A partir das experências do CLL
acumuladas nos últimos anos e
sobretudo em 2017, algumas mudanças foram
propostas para 2018.
A primeira delas é sermos um coletivo de educação
libertária que tem como um de seus eixos de ação
o cursinho. Acreditamos que o grupo deve agir
para além da preparação ao vestibular. A ideia é
que assim possamos atuar não apenas em nossas
salas de aula, mas ter um engajamento mais amplo
e coerente com os nossos princípios, como pensar
permanentemente a questão da educação e da
prática pedagógica libertária e nos articular a outros
coletivos e lutas. Nesse sentido, uma primeira
formação pedagógica já foi organizada no início
deste ano em conjunto com outros cursinhos livres
de São Paulo. Os modelos de aula e cronogramas
serão agora discutidos a partir da disponibilidade
e visão de ensino de cada um dos participantes.

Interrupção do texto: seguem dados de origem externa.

//! Canonical entity encoding and the canonical order.
//!
//! Every entity has a deterministic string encoding ("mangle") that is
//! identical for structurally identical entities and distinct otherwise.
//! The encoding is self-delimiting — fixed-arity tags, terminated decimals,
//! length-prefixed strings — so concatenations stay injective.
//!
//! The canonical order over entities is the lexicographic byte order of
//! their mangles. It is a total order with no domain meaning; it exists to
//! make set operations commutative and deterministic.

use std::cmp::Ordering;
use std::fmt::Write;

use crate::entity::Entity;
use crate::sequence::Seq;
use crate::types::{Qualifier, TypeDesc};
use crate::value::Const;

/// Returns the canonical encoding of a single entity.
#[must_use]
pub fn mangle_entity(entity: &Entity) -> String {
    let mut out = String::new();
    encode_entity(entity, &mut out);
    out
}

/// Returns the concatenated canonical encoding of a sequence, the empty
/// string for the empty sequence.
#[must_use]
pub fn mangle(seq: &Seq) -> String {
    let mut out = String::new();
    for entity in seq {
        encode_entity(entity, &mut out);
    }
    out
}

/// Compares two entities in the canonical order.
#[must_use]
pub fn canonical_cmp(a: &Entity, b: &Entity) -> Ordering {
    mangle_entity(a).cmp(&mangle_entity(b))
}

fn encode_entity(entity: &Entity, out: &mut String) {
    match entity {
        Entity::Type(t) => {
            out.push('T');
            encode_type(t, out);
        }
        Entity::Value(c) => {
            out.push('V');
            encode_const(c, out);
        }
        Entity::Symbol(s) => {
            out.push('Y');
            encode_str(&s.module, out);
            encode_str(&s.name, out);
        }
        Entity::Pack(seq) => {
            let _ = write!(out, "P{};", seq.len());
            for item in seq {
                encode_entity(item, out);
            }
        }
    }
}

fn encode_type(t: &TypeDesc, out: &mut String) {
    match t {
        TypeDesc::Nil => out.push('n'),
        TypeDesc::Bool => out.push('b'),
        TypeDesc::Int => out.push('i'),
        TypeDesc::Float => out.push('f'),
        TypeDesc::Str => out.push('s'),
        TypeDesc::Sym => out.push('y'),
        TypeDesc::Seq(elem) => {
            out.push('A');
            encode_type(elem, out);
        }
        TypeDesc::Map(k, v) => {
            out.push('H');
            encode_type(k, out);
            encode_type(v, out);
        }
        TypeDesc::Qualified(Qualifier::Const, inner) => {
            out.push('C');
            encode_type(inner, out);
        }
        TypeDesc::Qualified(Qualifier::Shared, inner) => {
            out.push('O');
            encode_type(inner, out);
        }
    }
}

fn encode_const(c: &Const, out: &mut String) {
    match c {
        Const::Nil => out.push('n'),
        Const::Bool(b) => {
            out.push('b');
            out.push(if *b { '1' } else { '0' });
        }
        Const::Int(n) => {
            let _ = write!(out, "i{n};");
        }
        // Bit pattern, not decimal rendering: keeps the encoding injective
        // for every float including negative zero and NaN payloads.
        Const::Float(n) => {
            let _ = write!(out, "f{:016x}", n.to_bits());
        }
        Const::Str(s) => {
            out.push('s');
            encode_str(s, out);
        }
    }
}

fn encode_str(s: &str, out: &mut String) {
    let _ = write!(out, "{}:{}", s.len(), s);
}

É consenso que devemos manter encontros
regulares, mas que eles não sejam mais pautados
por uma disciplina, mas por temas/ projetos que
visem envolver todos os estudantes e educadores.
No entanto, o formato e atuação dessa nova
organização do Cursinho seguem em aberto para
serem discutidos e experimentados. Em relação
ao espaço, no entanto, a decisão é certa: em
2018 buscamos um lugar que seja nosso - e não
de um outro grupo ou instituição -, prezando pela
autonomia do coletivo e por uma realização mais
plena de seus objetivos e princípios.